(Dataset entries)
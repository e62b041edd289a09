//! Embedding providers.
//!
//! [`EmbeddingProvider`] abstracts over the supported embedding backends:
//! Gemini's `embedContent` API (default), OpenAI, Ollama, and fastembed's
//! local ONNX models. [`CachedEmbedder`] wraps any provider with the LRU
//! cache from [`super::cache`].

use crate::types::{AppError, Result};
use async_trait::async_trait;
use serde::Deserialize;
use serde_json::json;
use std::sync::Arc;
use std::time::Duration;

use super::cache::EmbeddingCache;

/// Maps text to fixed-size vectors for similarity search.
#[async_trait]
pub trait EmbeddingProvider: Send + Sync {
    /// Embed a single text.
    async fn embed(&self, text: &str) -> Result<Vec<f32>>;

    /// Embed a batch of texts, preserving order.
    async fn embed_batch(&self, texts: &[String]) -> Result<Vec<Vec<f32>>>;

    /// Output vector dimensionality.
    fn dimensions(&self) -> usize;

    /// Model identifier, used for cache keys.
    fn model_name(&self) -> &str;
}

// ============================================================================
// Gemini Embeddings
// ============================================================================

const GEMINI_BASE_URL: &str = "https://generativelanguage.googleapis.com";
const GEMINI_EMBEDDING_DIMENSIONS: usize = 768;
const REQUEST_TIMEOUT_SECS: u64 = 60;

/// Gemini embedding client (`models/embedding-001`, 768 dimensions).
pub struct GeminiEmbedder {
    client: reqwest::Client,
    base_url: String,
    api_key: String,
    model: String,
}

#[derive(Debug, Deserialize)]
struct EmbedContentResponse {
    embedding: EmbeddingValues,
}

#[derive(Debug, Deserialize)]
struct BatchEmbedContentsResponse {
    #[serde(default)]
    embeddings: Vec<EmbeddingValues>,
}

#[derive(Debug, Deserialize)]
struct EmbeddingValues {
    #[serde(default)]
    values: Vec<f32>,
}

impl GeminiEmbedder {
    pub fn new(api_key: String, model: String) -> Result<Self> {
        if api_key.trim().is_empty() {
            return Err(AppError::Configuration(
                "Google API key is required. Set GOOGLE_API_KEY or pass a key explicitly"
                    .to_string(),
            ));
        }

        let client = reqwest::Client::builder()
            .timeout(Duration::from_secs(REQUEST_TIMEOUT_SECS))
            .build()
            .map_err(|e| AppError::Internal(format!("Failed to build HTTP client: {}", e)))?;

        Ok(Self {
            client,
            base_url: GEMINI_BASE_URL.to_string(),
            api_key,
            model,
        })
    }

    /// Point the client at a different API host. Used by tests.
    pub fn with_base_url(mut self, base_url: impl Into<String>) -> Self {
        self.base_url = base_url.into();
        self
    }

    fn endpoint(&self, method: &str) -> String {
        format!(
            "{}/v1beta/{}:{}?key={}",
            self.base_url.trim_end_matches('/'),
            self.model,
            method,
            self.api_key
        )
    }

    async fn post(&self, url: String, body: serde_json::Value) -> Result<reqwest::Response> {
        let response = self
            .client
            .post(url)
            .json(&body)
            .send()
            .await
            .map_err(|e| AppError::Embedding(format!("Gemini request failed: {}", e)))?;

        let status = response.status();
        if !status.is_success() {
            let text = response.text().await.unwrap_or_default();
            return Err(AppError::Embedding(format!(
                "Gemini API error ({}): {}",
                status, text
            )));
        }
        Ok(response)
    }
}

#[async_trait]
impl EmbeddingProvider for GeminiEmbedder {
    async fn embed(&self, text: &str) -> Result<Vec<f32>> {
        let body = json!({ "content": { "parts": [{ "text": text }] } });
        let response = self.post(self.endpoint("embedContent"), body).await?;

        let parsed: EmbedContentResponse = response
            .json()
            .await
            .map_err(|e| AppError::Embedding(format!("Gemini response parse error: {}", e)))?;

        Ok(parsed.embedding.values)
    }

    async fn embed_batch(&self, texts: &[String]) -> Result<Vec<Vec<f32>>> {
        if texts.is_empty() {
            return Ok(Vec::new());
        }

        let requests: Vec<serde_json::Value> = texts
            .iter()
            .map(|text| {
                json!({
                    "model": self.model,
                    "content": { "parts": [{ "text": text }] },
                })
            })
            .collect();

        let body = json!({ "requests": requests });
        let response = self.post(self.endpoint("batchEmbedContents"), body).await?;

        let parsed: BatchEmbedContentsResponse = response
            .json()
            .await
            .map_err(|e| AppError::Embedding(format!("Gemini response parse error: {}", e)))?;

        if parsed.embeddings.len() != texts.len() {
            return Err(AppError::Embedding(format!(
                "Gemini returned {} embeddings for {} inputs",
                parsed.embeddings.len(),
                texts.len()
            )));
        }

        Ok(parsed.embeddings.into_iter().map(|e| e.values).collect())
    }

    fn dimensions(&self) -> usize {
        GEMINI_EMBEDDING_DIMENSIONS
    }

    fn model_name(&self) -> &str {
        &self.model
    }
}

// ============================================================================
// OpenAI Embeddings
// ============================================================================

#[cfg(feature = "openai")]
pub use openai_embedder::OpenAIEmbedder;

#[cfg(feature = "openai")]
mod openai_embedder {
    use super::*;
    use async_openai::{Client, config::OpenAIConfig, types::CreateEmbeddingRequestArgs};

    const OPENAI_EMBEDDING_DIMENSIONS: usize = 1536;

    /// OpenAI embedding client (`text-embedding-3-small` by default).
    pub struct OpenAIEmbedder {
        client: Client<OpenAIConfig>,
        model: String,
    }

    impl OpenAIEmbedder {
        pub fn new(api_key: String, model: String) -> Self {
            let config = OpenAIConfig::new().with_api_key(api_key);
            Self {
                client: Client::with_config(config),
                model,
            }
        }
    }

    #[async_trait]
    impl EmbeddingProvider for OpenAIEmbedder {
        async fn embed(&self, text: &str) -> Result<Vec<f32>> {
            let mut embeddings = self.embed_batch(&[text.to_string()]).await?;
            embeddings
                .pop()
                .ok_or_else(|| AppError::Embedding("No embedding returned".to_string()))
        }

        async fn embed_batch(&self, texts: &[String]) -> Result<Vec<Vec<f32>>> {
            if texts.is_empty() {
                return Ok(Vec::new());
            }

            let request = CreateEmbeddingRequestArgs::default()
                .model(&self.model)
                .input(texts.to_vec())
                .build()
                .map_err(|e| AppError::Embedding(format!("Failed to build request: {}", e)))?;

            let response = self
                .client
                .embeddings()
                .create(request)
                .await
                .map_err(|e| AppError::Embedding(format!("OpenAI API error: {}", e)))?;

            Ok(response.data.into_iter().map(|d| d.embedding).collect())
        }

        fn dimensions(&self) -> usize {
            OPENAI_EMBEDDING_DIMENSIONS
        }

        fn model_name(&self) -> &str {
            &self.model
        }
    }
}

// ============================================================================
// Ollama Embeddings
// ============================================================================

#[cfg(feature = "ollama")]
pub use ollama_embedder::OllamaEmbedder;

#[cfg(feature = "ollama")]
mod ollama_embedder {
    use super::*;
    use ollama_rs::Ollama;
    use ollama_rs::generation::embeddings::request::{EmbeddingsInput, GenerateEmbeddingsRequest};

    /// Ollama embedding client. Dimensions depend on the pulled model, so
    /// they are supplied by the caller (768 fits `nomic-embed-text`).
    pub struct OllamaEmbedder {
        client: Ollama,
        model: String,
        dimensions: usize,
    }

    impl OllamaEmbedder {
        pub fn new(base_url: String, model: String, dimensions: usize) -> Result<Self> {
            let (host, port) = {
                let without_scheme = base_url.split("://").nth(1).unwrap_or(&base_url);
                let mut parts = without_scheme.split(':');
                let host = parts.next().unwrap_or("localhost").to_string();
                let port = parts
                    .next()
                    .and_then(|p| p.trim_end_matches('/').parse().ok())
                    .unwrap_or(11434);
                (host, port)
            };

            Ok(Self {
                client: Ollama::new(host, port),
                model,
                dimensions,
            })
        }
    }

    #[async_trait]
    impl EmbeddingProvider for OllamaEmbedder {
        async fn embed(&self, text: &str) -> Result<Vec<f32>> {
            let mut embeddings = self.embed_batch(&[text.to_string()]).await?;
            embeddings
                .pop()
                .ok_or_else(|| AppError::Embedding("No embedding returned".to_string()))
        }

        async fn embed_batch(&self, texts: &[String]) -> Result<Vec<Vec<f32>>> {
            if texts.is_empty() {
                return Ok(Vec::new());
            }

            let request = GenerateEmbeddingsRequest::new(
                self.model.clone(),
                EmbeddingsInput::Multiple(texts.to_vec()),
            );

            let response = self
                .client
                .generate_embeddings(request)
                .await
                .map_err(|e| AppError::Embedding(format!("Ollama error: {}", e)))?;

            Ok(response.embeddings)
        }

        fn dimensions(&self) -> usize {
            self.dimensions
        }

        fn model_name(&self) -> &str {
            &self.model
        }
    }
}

**What is needed**
A line counts if it holds the word "GenerateEmbeddingsRequest". How many lines of the entries count? Give the number only.

**Exercise answer**
2